Which lines in the records below contain the word "snapshot"? Copy each one out.

Records from a dataset:

+-------+

//! Subject: ordered subscriber registry with synchronous broadcast.

use super::subscriber::Subscriber;
use parking_lot::RwLock;
use vigil_core::{Message, NotifyError, Observer, SubscriberId};

/// An ordered registry of subscribers that broadcasts payloads to them.
///
/// All methods take `&self`, so a subject can be shared behind an `Arc` and
/// mutated from inside an observer's `update`.
///
/// # Broadcast Semantics
///
/// [`notify`](Self::notify) takes a snapshot of the subscriber list and
/// releases the lock before calling any observer. Adds and removes made
/// while a broadcast is running apply to the next `notify`, not the one in
/// flight.
///
/// # Example
/// ```ignore
/// let subject = Subject::new();
/// let first = subject.subscribe(Announcer::new("Observer 1", sink.clone()));
/// let second = subject.subscribe(Announcer::new("Observer 2", sink.clone()));
///
/// subject.notify(&"New data is available!")?;
/// subject.remove(&first);
/// subject.notify(&"Another update!")?;
/// ```
pub struct Subject<P: Message> {
    subscribers: RwLock<Vec<Subscriber<P>>>,
}

impl<P: Message> Subject<P> {
    /// Create an empty subject.
    pub fn new() -> Self {
        Self {
            subscribers: RwLock::new(Vec::new()),
        }
    }

    /// Append a subscriber. Adding the same handle twice delivers every
    /// payload to it twice.
    pub fn add(&self, subscriber: &Subscriber<P>) {
        let mut subscribers = self.subscribers.write();
        subscribers.push(subscriber.clone());
        tracing::debug!(
            id = %subscriber.id(),
            label = subscriber.label(),
            len = subscribers.len(),
            "subscriber added"
        );
    }

    /// Wrap an observer in a fresh handle, add it, and return the handle.
    pub fn subscribe<O: Observer<P>>(&self, observer: O) -> Subscriber<P> {
        let subscriber = Subscriber::new(observer);
        self.add(&subscriber);
        subscriber
    }

    /// Remove every entry sharing the handle's identity.
    ///
    /// Returns how many entries were removed; removing an absent handle is a
    /// no-op that returns 0.
    pub fn remove(&self, subscriber: &Subscriber<P>) -> usize {
        self.remove_id(subscriber.id())
    }

    /// Remove every entry with the given identity.
    pub fn remove_id(&self, id: SubscriberId) -> usize {
        let mut subscribers = self.subscribers.write();
        let before = subscribers.len();
        subscribers.retain(|s| s.id() != id);
        let removed = before - subscribers.len();
        tracing::debug!(%id, removed, len = subscribers.len(), "subscriber removed");
        removed
    }

    /// Broadcast a payload to every subscriber in insertion order.
    ///
    /// Returns the number of subscribers updated. The first observer error
    /// stops the broadcast and is returned as a [`NotifyError`]; later
    /// subscribers are not called.
    pub fn notify(&self, payload: &P) -> Result<usize, NotifyError> {
        let snapshot = self.subscribers();
        for subscriber in &snapshot {
            tracing::trace!(id = %subscriber.id(), label = subscriber.label(), "delivering update");
            if let Err(source) = subscriber.update(payload) {
                tracing::warn!(
                    id = %subscriber.id(),
                    label = subscriber.label(),
                    error = %source,
                    "subscriber failed, stopping broadcast"
                );
                return Err(NotifyError {
                    id: subscriber.id(),
                    label: subscriber.label().to_owned(),
                    source,
                });
            }
        }
        Ok(snapshot.len())
    }

    /// Whether any entry shares the handle's identity.
    pub fn contains(&self, subscriber: &Subscriber<P>) -> bool {
        self.subscribers.read().iter().any(|s| s == subscriber)
    }

    /// A snapshot of the current subscribers, in insertion order.
    pub fn subscribers(&self) -> Vec<Subscriber<P>> {
        self.subscribers.read().clone()
    }

    /// Number of entries, counting duplicates.
    pub fn len(&self) -> usize {
        self.subscribers.read().len()
    }

    /// Check if the subject has no subscribers.
    pub fn is_empty(&self) -> bool {
        self.subscribers.read().is_empty()
    }

    /// Remove every subscriber.
    pub fn clear(&self) {
        self.subscribers.write().clear();
    }
}

impl<P: Message> Default for Subject<P> {
    fn default() -> Self {
        Self::new()
    }
}

#[cfg(test)]
mod tests {
    use super::*;
    use crate::testing::{FailingObserver, RecordingObserver};

    #[test]
    fn test_notify_in_insertion_order() {
        let log = RecordingObserver::<u32>::new();
        let subject = Subject::new();
        let a = Subscriber::with_label("a", log.tagged("a"));
        let b = Subscriber::with_label("b", log.tagged("b"));
        subject.add(&a);
        subject.add(&b);

        assert_eq!(subject.notify(&1).unwrap(), 2);
        assert_eq!(log.tagged_events(), vec![("a".to_string(), 1), ("b".to_string(), 1)]);
    }

    #[test]
    fn test_duplicates_and_remove_all() {
        let log = RecordingObserver::<u32>::new();
        let subject = Subject::new();
        let handle = Subscriber::new(log.clone());
        subject.add(&handle);
        subject.add(&handle);
        assert_eq!(subject.len(), 2);

        subject.notify(&5).unwrap();
        assert_eq!(log.events(), vec![5, 5]);

        assert_eq!(subject.remove(&handle), 2);
        assert!(subject.is_empty());
        assert_eq!(subject.remove(&handle), 0);
    }

    #[test]
    fn test_remove_unknown_is_noop() {
        let subject = Subject::new();
        let kept = subject.subscribe(RecordingObserver::<u32>::new());
        let stranger = Subscriber::new(RecordingObserver::<u32>::new());

        assert_eq!(subject.remove(&stranger), 0);
        assert_eq!(subject.subscribers(), vec![kept]);
    }

    #[test]
    fn test_failure_stops_broadcast() {
        let log = RecordingObserver::<u32>::new();
        let subject = Subject::new();
        subject.subscribe(log.tagged("before"));
        let failing = subject.subscribe(FailingObserver::new("disk full"));
        subject.subscribe(log.tagged("after"));

        let err = subject.notify(&9).unwrap_err();
        assert_eq!(err.id, failing.id());
        assert_eq!(err.source.to_string(), "disk full");
        assert_eq!(log.tagged_events(), vec![("before".to_string(), 9)]);
    }

    #[test]
    fn test_empty_subject_notifies_nobody() {
        let subject = Subject::<u32>::default();
        assert_eq!(subject.notify(&0).unwrap(), 0);
    }
}
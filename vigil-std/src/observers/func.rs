//! Closure-backed observers.

use std::marker::PhantomData;
use vigil_core::{BoxError, Message, Observer};

/// An observer that calls a closure for every payload.
pub struct FnObserver<P, F> {
    label: String,
    f: F,
    _phantom: PhantomData<fn(&P)>,
}

/// Create an observer from a labelled closure.
///
/// # Example
///
/// ```rust,ignore
/// let audit = observer_fn("audit", |order: &Order| {
///     ledger.record(order.id)?;
///     Ok(())
/// });
/// subject.subscribe(audit);
/// ```
pub fn observer_fn<P, F>(label: impl Into<String>, f: F) -> FnObserver<P, F>
where
    P: Message,
    F: Fn(&P) -> Result<(), BoxError> + Send + Sync + 'static,
{
    FnObserver {
        label: label.into(),
        f,
        _phantom: PhantomData,
    }
}

impl<P, F> Observer<P> for FnObserver<P, F>
where
    P: Message,
    F: Fn(&P) -> Result<(), BoxError> + Send + Sync + 'static,
{
    fn update(&self, payload: &P) -> Result<(), BoxError> {
        (self.f)(payload)
    }

    fn label(&self) -> &str {
        &self.label
    }
}
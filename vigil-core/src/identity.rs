//! Identity tokens for subscriber handles.

use std::{
    fmt,
    sync::atomic::{AtomicU64, Ordering},
};

static NEXT_ID: AtomicU64 = AtomicU64::new(1);

/// Opaque identity of a subscriber handle.
///
/// Every call to [`SubscriberId::next`] yields a token no other call in the
/// process has returned. Clones of a handle share its token; two handles
/// wrapping equal observers still have different tokens.
#[derive(Debug, Clone, Copy, PartialEq, Eq, Hash, PartialOrd, Ord)]
pub struct SubscriberId(u64);

impl SubscriberId {
    /// Allocate a fresh identity token.
    pub fn next() -> Self {
        Self(NEXT_ID.fetch_add(1, Ordering::Relaxed))
    }

    /// The raw numeric value, for logging.
    pub fn get(self) -> u64 {
        self.0
    }
}

impl fmt::Display for SubscriberId {
    fn fmt(&self, f: &mut fmt::Formatter<'_>) -> fmt::Result {
        write!(f, "#{}", self.0)
    }
}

+-------+

◆ Exercise output:
/// [`notify`](Self::notify) takes a snapshot of the subscriber list and
        let snapshot = self.subscribers();
        for subscriber in &snapshot {
        Ok(snapshot.len())
    /// A snapshot of the current subscribers, in insertion order.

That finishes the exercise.